# Problem details
Return every line of the records that includes the string "filename".

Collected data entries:
==============================
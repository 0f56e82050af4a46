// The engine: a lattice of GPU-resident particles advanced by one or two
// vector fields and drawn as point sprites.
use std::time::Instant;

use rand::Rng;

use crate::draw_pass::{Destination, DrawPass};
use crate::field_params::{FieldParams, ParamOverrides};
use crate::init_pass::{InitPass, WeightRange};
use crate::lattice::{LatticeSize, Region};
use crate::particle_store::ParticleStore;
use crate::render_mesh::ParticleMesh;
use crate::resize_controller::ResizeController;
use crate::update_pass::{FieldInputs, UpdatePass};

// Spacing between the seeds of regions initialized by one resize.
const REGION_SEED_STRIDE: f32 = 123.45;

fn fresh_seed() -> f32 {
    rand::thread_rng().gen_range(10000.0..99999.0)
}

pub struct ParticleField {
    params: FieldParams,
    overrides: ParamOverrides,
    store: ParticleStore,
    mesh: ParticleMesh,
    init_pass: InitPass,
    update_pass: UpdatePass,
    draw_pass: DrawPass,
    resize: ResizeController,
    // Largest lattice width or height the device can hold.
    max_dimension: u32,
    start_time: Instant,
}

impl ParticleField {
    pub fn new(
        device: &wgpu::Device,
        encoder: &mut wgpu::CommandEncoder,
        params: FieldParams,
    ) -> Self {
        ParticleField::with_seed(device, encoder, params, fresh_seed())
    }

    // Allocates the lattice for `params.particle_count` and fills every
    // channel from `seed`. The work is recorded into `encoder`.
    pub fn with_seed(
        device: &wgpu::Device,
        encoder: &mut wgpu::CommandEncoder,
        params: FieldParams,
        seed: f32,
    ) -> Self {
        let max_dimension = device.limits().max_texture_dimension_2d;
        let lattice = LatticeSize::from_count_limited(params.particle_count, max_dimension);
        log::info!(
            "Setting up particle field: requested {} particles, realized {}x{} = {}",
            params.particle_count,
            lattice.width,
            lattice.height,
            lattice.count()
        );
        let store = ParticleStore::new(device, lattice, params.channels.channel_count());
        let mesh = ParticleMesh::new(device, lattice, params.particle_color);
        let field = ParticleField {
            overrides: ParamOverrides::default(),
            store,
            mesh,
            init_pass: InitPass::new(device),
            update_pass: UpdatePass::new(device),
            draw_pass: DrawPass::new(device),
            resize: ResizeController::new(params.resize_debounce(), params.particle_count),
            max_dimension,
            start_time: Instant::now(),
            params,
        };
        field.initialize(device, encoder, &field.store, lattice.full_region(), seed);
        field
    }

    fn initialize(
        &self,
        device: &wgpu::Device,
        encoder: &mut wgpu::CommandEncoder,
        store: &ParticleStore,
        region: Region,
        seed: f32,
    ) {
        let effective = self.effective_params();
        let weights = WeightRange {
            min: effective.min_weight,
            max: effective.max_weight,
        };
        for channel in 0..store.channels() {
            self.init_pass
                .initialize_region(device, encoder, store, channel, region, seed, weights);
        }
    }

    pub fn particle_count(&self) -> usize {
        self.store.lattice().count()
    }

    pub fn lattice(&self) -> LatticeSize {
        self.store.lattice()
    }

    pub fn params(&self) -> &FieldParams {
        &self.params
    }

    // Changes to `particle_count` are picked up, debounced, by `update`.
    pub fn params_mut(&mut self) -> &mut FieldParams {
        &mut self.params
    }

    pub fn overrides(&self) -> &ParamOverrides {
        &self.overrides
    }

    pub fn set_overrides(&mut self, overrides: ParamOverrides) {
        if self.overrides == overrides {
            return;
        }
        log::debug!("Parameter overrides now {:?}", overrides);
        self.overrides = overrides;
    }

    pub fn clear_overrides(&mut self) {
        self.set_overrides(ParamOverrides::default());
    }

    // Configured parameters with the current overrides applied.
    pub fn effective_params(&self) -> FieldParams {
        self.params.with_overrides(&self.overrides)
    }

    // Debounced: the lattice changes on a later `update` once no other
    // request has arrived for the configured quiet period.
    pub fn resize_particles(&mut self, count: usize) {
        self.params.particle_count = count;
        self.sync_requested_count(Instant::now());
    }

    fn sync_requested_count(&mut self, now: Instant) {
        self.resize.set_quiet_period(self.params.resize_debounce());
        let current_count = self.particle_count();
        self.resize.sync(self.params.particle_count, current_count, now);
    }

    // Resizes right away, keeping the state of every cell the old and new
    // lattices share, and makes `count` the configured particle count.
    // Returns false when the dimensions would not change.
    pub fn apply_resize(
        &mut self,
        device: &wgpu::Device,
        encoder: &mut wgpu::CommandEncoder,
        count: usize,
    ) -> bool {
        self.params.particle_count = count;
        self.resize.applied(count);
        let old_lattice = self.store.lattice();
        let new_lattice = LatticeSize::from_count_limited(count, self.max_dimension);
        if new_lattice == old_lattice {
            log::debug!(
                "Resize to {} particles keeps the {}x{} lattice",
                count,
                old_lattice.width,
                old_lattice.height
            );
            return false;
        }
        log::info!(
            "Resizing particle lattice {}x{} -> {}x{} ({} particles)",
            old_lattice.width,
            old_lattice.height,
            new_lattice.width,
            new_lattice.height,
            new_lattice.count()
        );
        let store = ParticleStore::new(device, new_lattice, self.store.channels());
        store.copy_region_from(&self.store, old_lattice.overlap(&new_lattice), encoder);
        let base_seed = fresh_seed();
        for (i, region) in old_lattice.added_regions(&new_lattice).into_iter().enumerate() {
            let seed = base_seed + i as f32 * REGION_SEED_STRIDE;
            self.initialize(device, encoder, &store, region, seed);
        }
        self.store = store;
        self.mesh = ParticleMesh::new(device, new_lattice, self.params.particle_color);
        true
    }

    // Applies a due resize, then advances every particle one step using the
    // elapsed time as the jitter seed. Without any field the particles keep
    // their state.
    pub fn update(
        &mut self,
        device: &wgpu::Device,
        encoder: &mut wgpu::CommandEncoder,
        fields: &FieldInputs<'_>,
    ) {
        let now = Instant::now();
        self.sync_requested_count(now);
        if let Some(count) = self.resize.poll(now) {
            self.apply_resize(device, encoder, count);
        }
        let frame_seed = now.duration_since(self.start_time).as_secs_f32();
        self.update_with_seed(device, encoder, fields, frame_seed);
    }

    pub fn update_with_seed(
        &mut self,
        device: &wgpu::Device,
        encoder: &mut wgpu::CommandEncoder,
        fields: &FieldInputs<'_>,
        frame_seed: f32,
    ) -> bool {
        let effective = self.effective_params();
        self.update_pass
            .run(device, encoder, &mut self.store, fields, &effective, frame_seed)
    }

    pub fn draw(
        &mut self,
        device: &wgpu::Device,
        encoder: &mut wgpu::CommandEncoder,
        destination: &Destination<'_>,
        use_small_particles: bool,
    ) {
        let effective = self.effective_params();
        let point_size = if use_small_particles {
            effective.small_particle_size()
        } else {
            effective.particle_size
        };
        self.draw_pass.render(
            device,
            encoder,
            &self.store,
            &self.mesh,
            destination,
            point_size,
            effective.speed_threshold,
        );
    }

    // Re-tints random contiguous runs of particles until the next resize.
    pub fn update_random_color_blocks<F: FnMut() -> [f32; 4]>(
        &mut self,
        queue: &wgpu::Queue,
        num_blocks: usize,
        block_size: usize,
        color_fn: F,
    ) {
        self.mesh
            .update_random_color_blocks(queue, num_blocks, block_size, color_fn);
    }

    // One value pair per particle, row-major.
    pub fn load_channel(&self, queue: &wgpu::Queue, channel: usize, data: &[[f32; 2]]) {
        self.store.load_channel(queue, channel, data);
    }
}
==============================
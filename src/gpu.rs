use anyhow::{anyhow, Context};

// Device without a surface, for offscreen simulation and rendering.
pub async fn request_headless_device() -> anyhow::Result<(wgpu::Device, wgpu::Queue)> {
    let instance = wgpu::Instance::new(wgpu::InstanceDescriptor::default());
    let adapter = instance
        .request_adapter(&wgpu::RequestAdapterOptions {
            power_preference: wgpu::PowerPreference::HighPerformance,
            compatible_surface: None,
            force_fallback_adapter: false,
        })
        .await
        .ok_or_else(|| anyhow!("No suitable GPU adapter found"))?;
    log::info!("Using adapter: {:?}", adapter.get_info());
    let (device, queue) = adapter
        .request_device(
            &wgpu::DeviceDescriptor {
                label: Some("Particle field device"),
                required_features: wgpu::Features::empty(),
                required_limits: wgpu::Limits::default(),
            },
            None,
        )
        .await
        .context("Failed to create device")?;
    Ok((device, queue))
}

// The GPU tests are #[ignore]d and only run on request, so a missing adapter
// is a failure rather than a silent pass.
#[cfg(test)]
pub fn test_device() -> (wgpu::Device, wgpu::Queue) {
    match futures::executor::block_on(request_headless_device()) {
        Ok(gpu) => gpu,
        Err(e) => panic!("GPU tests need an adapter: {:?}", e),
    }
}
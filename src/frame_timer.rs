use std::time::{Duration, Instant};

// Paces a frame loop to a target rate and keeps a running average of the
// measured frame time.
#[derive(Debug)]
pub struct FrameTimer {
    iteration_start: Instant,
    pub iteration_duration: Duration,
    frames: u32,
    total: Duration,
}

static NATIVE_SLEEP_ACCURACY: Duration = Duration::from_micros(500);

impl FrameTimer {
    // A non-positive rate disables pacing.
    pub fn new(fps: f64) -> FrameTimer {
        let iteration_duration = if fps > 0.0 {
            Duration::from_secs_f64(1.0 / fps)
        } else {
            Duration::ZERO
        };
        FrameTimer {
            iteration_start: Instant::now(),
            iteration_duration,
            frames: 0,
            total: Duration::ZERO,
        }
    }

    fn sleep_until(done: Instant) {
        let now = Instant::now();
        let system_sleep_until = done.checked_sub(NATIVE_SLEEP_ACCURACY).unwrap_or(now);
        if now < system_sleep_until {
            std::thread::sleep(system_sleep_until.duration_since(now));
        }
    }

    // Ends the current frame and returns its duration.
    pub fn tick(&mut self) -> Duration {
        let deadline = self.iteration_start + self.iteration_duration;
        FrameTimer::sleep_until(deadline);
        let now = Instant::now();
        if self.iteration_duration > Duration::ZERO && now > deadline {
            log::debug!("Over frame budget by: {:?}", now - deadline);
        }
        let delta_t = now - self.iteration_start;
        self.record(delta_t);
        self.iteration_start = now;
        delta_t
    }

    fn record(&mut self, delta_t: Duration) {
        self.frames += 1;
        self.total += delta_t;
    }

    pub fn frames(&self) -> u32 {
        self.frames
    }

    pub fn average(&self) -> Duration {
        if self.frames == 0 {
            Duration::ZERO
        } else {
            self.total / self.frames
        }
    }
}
==============================
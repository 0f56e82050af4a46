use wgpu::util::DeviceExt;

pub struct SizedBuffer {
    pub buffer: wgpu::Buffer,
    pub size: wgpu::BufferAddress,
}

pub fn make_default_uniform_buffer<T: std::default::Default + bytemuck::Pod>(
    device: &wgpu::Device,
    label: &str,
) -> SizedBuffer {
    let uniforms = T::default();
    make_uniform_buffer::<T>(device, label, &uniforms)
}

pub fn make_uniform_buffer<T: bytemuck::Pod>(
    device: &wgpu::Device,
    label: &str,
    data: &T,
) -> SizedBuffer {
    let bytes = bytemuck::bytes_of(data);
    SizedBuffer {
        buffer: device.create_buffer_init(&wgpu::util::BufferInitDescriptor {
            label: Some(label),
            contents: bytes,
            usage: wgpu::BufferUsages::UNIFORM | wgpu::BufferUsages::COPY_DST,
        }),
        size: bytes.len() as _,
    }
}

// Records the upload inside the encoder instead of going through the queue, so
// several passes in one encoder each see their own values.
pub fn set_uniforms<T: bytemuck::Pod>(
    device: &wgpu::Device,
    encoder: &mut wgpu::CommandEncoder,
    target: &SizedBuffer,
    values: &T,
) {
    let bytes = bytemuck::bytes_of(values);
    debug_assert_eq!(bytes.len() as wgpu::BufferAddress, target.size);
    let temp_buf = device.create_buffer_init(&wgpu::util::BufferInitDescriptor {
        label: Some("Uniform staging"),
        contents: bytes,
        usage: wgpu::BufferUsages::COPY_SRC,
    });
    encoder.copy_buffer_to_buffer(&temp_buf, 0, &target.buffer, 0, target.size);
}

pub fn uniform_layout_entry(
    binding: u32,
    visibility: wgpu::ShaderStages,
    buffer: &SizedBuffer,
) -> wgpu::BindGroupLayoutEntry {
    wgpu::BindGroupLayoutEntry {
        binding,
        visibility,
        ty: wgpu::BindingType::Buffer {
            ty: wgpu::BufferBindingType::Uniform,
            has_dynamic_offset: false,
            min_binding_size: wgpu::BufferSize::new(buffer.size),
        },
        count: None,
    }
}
==============================
# Response below
filename src/gpu.rs
filename src/frame_timer.rs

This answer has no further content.